DATA FOR THIS EXERCISE —
>>>>

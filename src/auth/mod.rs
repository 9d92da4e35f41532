use chrono::{Duration, Utc};
use jsonwebtoken::{decode, encode, DecodingKey, EncodingKey, Header, Validation};
use serde::{Deserialize, Serialize};
use thiserror::Error;

use crate::config;
use crate::database::models::{Role, User};

#[derive(Debug, Clone, Serialize, Deserialize)]
pub struct Claims {
    /// User id
    pub sub: i32,
    pub email: String,
    pub role: Role,
    pub exp: i64,
    pub iat: i64,
}

impl Claims {
    pub fn new(user_id: i32, email: String, role: Role) -> Self {
        let now = Utc::now();
        let expiry_hours = config::config().security.jwt_expiry_hours;
        let exp = (now + Duration::hours(expiry_hours as i64)).timestamp();

        Self {
            sub: user_id,
            email,
            role,
            exp,
            iat: now.timestamp(),
        }
    }

    pub fn for_user(user: &User) -> Self {
        Self::new(user.id, user.email.clone(), user.role)
    }
}

#[derive(Debug, Error)]
pub enum AuthError {
    #[error("JWT generation error: {0}")]
    TokenGeneration(String),

    #[error("Invalid JWT secret")]
    InvalidSecret,

    #[error("{0}")]
    InvalidToken(String),

    #[error("Password hashing failed: {0}")]
    Hash(#[from] bcrypt::BcryptError),

    #[error("Password hashing task failed: {0}")]
    Blocking(#[from] tokio::task::JoinError),
}

fn secret() -> Result<&'static str, AuthError> {
    let secret = config::config().security.jwt_secret.as_str();
    if secret.is_empty() {
        return Err(AuthError::InvalidSecret);
    }
    Ok(secret)
}

pub fn generate_jwt(claims: &Claims) -> Result<String, AuthError> {
    let encoding_key = EncodingKey::from_secret(secret()?.as_bytes());

    encode(&Header::default(), claims, &encoding_key)
        .map_err(|e| AuthError::TokenGeneration(e.to_string()))
}

pub fn validate_jwt(token: &str) -> Result<Claims, AuthError> {
    let decoding_key = DecodingKey::from_secret(secret()?.as_bytes());

    let token_data = decode::<Claims>(token, &decoding_key, &Validation::default())
        .map_err(|e| AuthError::InvalidToken(format!("Invalid JWT token: {}", e)))?;

    Ok(token_data.claims)
}

// bcrypt work runs on the blocking pool, never on a runtime worker.

pub async fn hash_password(plain: &str) -> Result<String, AuthError> {
    hash_password_with_cost(plain, config::config().security.bcrypt_cost).await
}

pub async fn hash_password_with_cost(plain: &str, cost: u32) -> Result<String, AuthError> {
    let plain = plain.to_string();
    let hashed = tokio::task::spawn_blocking(move || bcrypt::hash(plain, cost)).await??;
    Ok(hashed)
}

/// A malformed stored hash counts as a mismatch.
pub async fn verify_password(plain: &str, hashed: &str) -> Result<bool, AuthError> {
    let (plain, hashed) = (plain.to_string(), hashed.to_string());
    let matches = tokio::task::spawn_blocking(move || bcrypt::verify(plain, &hashed).unwrap_or(false)).await?;
    Ok(matches)
}

#[cfg(test)]
mod tests {
    use super::*;

    #[test]
    fn token_round_trips_claims() {
        let claims = Claims::new(42, "teacher@foo.com".to_string(), Role::Teacher);
        let token = generate_jwt(&claims).unwrap();
        let decoded = validate_jwt(&token).unwrap();
        assert_eq!(decoded.sub, 42);
        assert_eq!(decoded.email, "teacher@foo.com");
        assert_eq!(decoded.role, Role::Teacher);
    }

    #[test]
    fn tampered_token_is_rejected() {
        let claims = Claims::new(1, "admin@foo.com".to_string(), Role::Admin);
        let mut token = generate_jwt(&claims).unwrap();
        token.push('x');
        assert!(matches!(validate_jwt(&token), Err(AuthError::InvalidToken(_))));
    }

    #[test]
    fn expired_token_is_rejected() {
        let mut claims = Claims::new(1, "admin@foo.com".to_string(), Role::Admin);
        claims.iat -= 7200;
        claims.exp = Utc::now().timestamp() - 3600;
        let token = generate_jwt(&claims).unwrap();
        assert!(validate_jwt(&token).is_err());
    }

    #[tokio::test]
    async fn password_hash_verifies() {
        let hashed = hash_password_with_cost("changeme", 4).await.unwrap();
        assert!(verify_password("changeme", &hashed).await.unwrap());
        assert!(!verify_password("changeMe", &hashed).await.unwrap());
        assert!(!verify_password("changeme", "not-a-bcrypt-hash").await.unwrap());
    }

    #[tokio::test(flavor = "current_thread")]
    async fn hashing_leaves_the_runtime_thread_free() {
        let hashing = hash_password_with_cost("changeme", 12);
        let tick = tokio::time::sleep(std::time::Duration::from_millis(5));

        let tick_first = tokio::select! {
            biased;
            _ = hashing => false,
            _ = tick => true,
        };
        assert!(tick_first, "a cost-12 hash finished before a 5ms timer on a single-threaded runtime");
    }
}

<<<<

PROBLEM —
Please return every line of the material above that includes "Header".

OUTPUT —
use jsonwebtoken::{decode, encode, DecodingKey, EncodingKey, Header, Validation};
    encode(&Header::default(), claims, &encoding_key)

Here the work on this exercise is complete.